What was Auerback thinking? In her words: “I love Maeterlinck. When I read ‘The Blind’ I thought to myself - this story is a perfect opera. Or anti-opera. And it needs to be done a-cappella. Since some of the characters are continuously praying or chanting - this provides a perfect structure for a chamber-music approach to balancing of the voices where some of the voices provide a constant harmonic base, while the others play more prominent voices.”
This is intellectual masturbation. The play rests upon the premise that the blind characters are utterly and completely helpless, dependent upon others. By extension blind people today are dependent retches. My friend Stephen Kuusisto wrote the following email when he learned the Blind would be performed at Lincoln Center.
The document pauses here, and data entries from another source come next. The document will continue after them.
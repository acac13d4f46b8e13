use chrono::{DateTime, NaiveDate, Utc};
use rust_decimal::Decimal;
use serde::{Deserialize, Serialize};
use std::sync::Arc;
use uuid::Uuid;

use crate::domain::project::{BillingRate, ProjectError, ProjectService};

#[derive(Debug, Deserialize)]
pub struct AssignEmployeeCommand {
  pub project_id: Uuid,
  pub employee_id: Uuid,
  pub start_date: NaiveDate,
  pub end_date: NaiveDate,
  pub hourly_rate: Decimal,
}

#[derive(Debug, Serialize)]
pub struct AssignEmployeeResponse {
  pub assignment_id: Uuid,
  pub project_id: Uuid,
  pub employee_id: Uuid,
  pub hourly_rate: Decimal,
  pub status: String,
  pub created_at: DateTime<Utc>,
}

pub struct AssignEmployeeUseCase {
  project_service: Arc<ProjectService>,
}

impl AssignEmployeeUseCase {
  pub fn new(project_service: Arc<ProjectService>) -> Self {
    Self { project_service }
  }

  pub async fn execute(
    &self,
    command: AssignEmployeeCommand,
  ) -> Result<AssignEmployeeResponse, ProjectError> {
    let hourly_rate = BillingRate::new(command.hourly_rate)?;

    let assignment = self
      .project_service
      .assign_employee(
        command.project_id,
        command.employee_id,
        command.start_date,
        command.end_date,
        hourly_rate,
      )
      .await?;

    Ok(AssignEmployeeResponse {
      assignment_id: assignment.id,
      project_id: assignment.project_id,
      employee_id: assignment.employee_id,
      hourly_rate: assignment.hourly_rate.value(),
      status: assignment.status.as_str().to_string(),
      created_at: assignment.created_at,
    })
  }
}
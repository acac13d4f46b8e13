use chrono::{DateTime, NaiveDate, Utc};
use rust_decimal::Decimal;
use serde::{Deserialize, Serialize};
use std::sync::Arc;
use uuid::Uuid;

use crate::domain::project::{Hours, ProjectError, ProjectService};

#[derive(Debug, Deserialize)]
pub struct RecordTimeEntryCommand {
  pub employee_id: Uuid,
  pub project_id: Uuid,
  pub entry_date: NaiveDate,
  pub hours: Decimal,
}

#[derive(Debug, Serialize)]
pub struct RecordTimeEntryResponse {
  pub time_entry_id: Uuid,
  pub employee_id: Uuid,
  pub project_id: Uuid,
  pub entry_date: NaiveDate,
  pub hours: Decimal,
  pub created_at: DateTime<Utc>,
}

pub struct RecordTimeEntryUseCase {
  project_service: Arc<ProjectService>,
}

impl RecordTimeEntryUseCase {
  pub fn new(project_service: Arc<ProjectService>) -> Self {
    Self { project_service }
  }

  pub async fn execute(
    &self,
    command: RecordTimeEntryCommand,
  ) -> Result<RecordTimeEntryResponse, ProjectError> {
    let hours = Hours::new(command.hours)?;

    let entry = self
      .project_service
      .record_time_entry(
        command.employee_id,
        command.project_id,
        command.entry_date,
        hours,
      )
      .await?;

    Ok(RecordTimeEntryResponse {
      time_entry_id: entry.id,
      employee_id: entry.employee_id,
      project_id: entry.project_id,
      entry_date: entry.entry_date,
      hours: entry.hours.value(),
      created_at: entry.created_at,
    })
  }
}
The description of the opera on Lera Auerbach's website left me speechless, inasmuch as it employs nearly every conceivable "ableist" cliche about blindness one can employ--blindness is embedded in her précis with more cliches than any one person may creditably imagine. In fact the synopsis is so offensive I'm left with a dislocated mandible which I hope is a temporary condition as I'm at the MacDowell Colony for the Arts and there are no local dentists. How could Ms. Auerbach imagine that in 2013 blindness can still be used as a metaphor for lack of knowing or knowledgeability; powerlessness, spiritual failure, immobility, or worse, stand as a metonymic reduction for death itself? The description from her web site would, in fact, cause me to cry save that her prose is so louche and decadent one finally has to conclude this is a joke. Will Lincoln Center actually print this in the programs?
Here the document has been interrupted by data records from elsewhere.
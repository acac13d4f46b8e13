use actix_web::{HttpResponse, web};
use std::sync::Arc;
use uuid::Uuid;
use validator::Validate;

use crate::{
  adapters::http::{
    dtos::{CreateClientRequest, UpdateClientRequest},
    errors::ApiError,
  },
  application::directory::{
    CreateClientCommand, CreateClientUseCase, ListClientsUseCase, UpdateClientCommand,
    UpdateClientUseCase,
  },
};

/// Create new client
/// POST /api/v1/clients
pub async fn create_client_handler(
  request: web::Json<CreateClientRequest>,
  use_case: web::Data<Arc<CreateClientUseCase>>,
) -> Result<HttpResponse, ApiError> {
  request.validate()?;

  let command = CreateClientCommand {
    name: request.name.clone(),
    contact_email: request.contact_email.clone(),
    contract_start_date: request.contract_start_date,
    contract_end_date: request.contract_end_date,
  };

  let response = use_case.execute(command).await?;

  Ok(HttpResponse::Created().json(response))
}

/// List all clients
/// GET /api/v1/clients
pub async fn list_clients_handler(
  use_case: web::Data<Arc<ListClientsUseCase>>,
) -> Result<HttpResponse, ApiError> {
  let response = use_case.execute().await?;

  Ok(HttpResponse::Ok().json(response))
}

/// Update an existing client
/// PUT /api/v1/clients/:client_id
pub async fn update_client_handler(
  client_id: web::Path<Uuid>,
  request: web::Json<UpdateClientRequest>,
  use_case: web::Data<Arc<UpdateClientUseCase>>,
) -> Result<HttpResponse, ApiError> {
  request.validate()?;

  let command = UpdateClientCommand {
    client_id: *client_id,
    name: request.name.clone(),
    contact_email: request.contact_email.clone(),
    contract_start_date: request.contract_start_date,
    contract_end_date: request.contract_end_date,
    status: request.status.clone(),
  };

  let response = use_case.execute(command).await?;

  Ok(HttpResponse::Ok().json(response))
}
Lincoln Center will surely print Auerbach's bigoted note. Auerbach's opera will be fawned over (see Auerbach's website or Facebook page). However people like me who mix disability studies scholarship and activism are offended. Auerbach's words are so horrific I refuse to engage her or Lincoln Center. I very rarely refuse to engage the normate to use Garland-Thomsen's awkward word. Sometimes one must simply say no. The words are too wrong or the ideas too horrible to contemplate much less discuss. To engage is to provide legitimacy to the other. Therefore I refuse to debate Auerbach or a scholar such as Peter Singer. They have not earned my respect.
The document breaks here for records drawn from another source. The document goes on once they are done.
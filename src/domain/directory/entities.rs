use chrono::{DateTime, NaiveDate, Utc};
use serde::{Deserialize, Serialize};
use uuid::Uuid;

use super::value_objects::{
  ClientName, ClientStatus, Designation, EmailAddress, EmployeeStatus, PersonName,
};

// Client - owns projects and invoices
#[derive(Debug, Clone, PartialEq, Serialize, Deserialize)]
pub struct Client {
  pub id: Uuid,
  pub name: ClientName,
  pub contact_email: EmailAddress,
  pub contract_start_date: NaiveDate,
  pub contract_end_date: NaiveDate,
  pub status: ClientStatus,
  pub created_at: DateTime<Utc>,
  pub updated_at: DateTime<Utc>,
}

impl Client {
  pub fn new(
    name: ClientName,
    contact_email: EmailAddress,
    contract_start_date: NaiveDate,
    contract_end_date: NaiveDate,
  ) -> Self {
    let now = Utc::now();
    Self {
      id: Uuid::new_v4(),
      name,
      contact_email,
      contract_start_date,
      contract_end_date,
      status: ClientStatus::Active,
      created_at: now,
      updated_at: now,
    }
  }

  pub fn update(
    &mut self,
    name: ClientName,
    contact_email: EmailAddress,
    contract_start_date: NaiveDate,
    contract_end_date: NaiveDate,
    status: ClientStatus,
  ) {
    self.name = name;
    self.contact_email = contact_email;
    self.contract_start_date = contract_start_date;
    self.contract_end_date = contract_end_date;
    self.status = status;
    self.updated_at = Utc::now();
  }

  pub fn is_active(&self) -> bool {
    self.status == ClientStatus::Active
  }
}

// Employee - designation is the rate-bucketing key for invoicing
#[derive(Debug, Clone, PartialEq, Serialize, Deserialize)]
pub struct Employee {
  pub id: Uuid,
  pub first_name: PersonName,
  pub last_name: PersonName,
  pub email: EmailAddress,
  pub hire_date: NaiveDate,
  pub designation: Designation,
  pub status: EmployeeStatus,
  pub created_at: DateTime<Utc>,
  pub updated_at: DateTime<Utc>,
}

impl Employee {
  pub fn new(
    first_name: PersonName,
    last_name: PersonName,
    email: EmailAddress,
    hire_date: NaiveDate,
    designation: Designation,
  ) -> Self {
    let now = Utc::now();
    Self {
      id: Uuid::new_v4(),
      first_name,
      last_name,
      email,
      hire_date,
      designation,
      status: EmployeeStatus::Active,
      created_at: now,
      updated_at: now,
    }
  }

  pub fn update(
    &mut self,
    first_name: PersonName,
    last_name: PersonName,
    email: EmailAddress,
    designation: Designation,
    status: EmployeeStatus,
  ) {
    self.first_name = first_name;
    self.last_name = last_name;
    self.email = email;
    self.designation = designation;
    self.status = status;
    self.updated_at = Utc::now();
  }

  pub fn full_name(&self) -> String {
    format!("{} {}", self.first_name, self.last_name)
  }

  pub fn is_active(&self) -> bool {
    self.status == EmployeeStatus::Active
  }
}
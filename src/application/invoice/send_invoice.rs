use chrono::{DateTime, Utc};
use serde::{Deserialize, Serialize};
use std::sync::Arc;
use uuid::Uuid;

use crate::domain::directory::EmailAddress;
use crate::domain::invoice::{InvoiceError, InvoiceService};

#[derive(Debug, Deserialize)]
pub struct SendInvoiceCommand {
  pub invoice_id: Uuid,
  /// Defaults to the client's contact address when absent.
  pub recipient_email: Option<String>,
}

#[derive(Debug, Serialize)]
pub struct SendInvoiceResponse {
  pub invoice_id: Uuid,
  pub status: String,
  pub updated_at: DateTime<Utc>,
}

pub struct SendInvoiceUseCase {
  invoice_service: Arc<InvoiceService>,
}

impl SendInvoiceUseCase {
  pub fn new(invoice_service: Arc<InvoiceService>) -> Self {
    Self { invoice_service }
  }

  pub async fn execute(
    &self,
    command: SendInvoiceCommand,
  ) -> Result<SendInvoiceResponse, InvoiceError> {
    let recipient = match command.recipient_email {
      Some(email) => Some(EmailAddress::new(email).map_err(|e| InvoiceError::Directory(e.into()))?),
      None => None,
    };

    let invoice = self
      .invoice_service
      .send_invoice(command.invoice_id, recipient)
      .await?;

    Ok(SendInvoiceResponse {
      invoice_id: invoice.id,
      status: invoice.status.as_str().to_string(),
      updated_at: invoice.updated_at,
    })
  }
}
One final point: my experience with Lincoln Center has been consistently terrible. Lincoln Center, even after major renovations, is not particularly accessible. It has been and remains a hostile social and physical environment for people with disabilities to navigate. Lincoln Center is far from unique. Many such comparable institutions perceive disability with disdain. We do not want those pesky people who use wheelchairs in our lovely buildings. And guide dogs? No way. This is not the image Lincoln Center wants to cultivate. The closest I will come to the Blind is in a protest outside of Lincoln Center.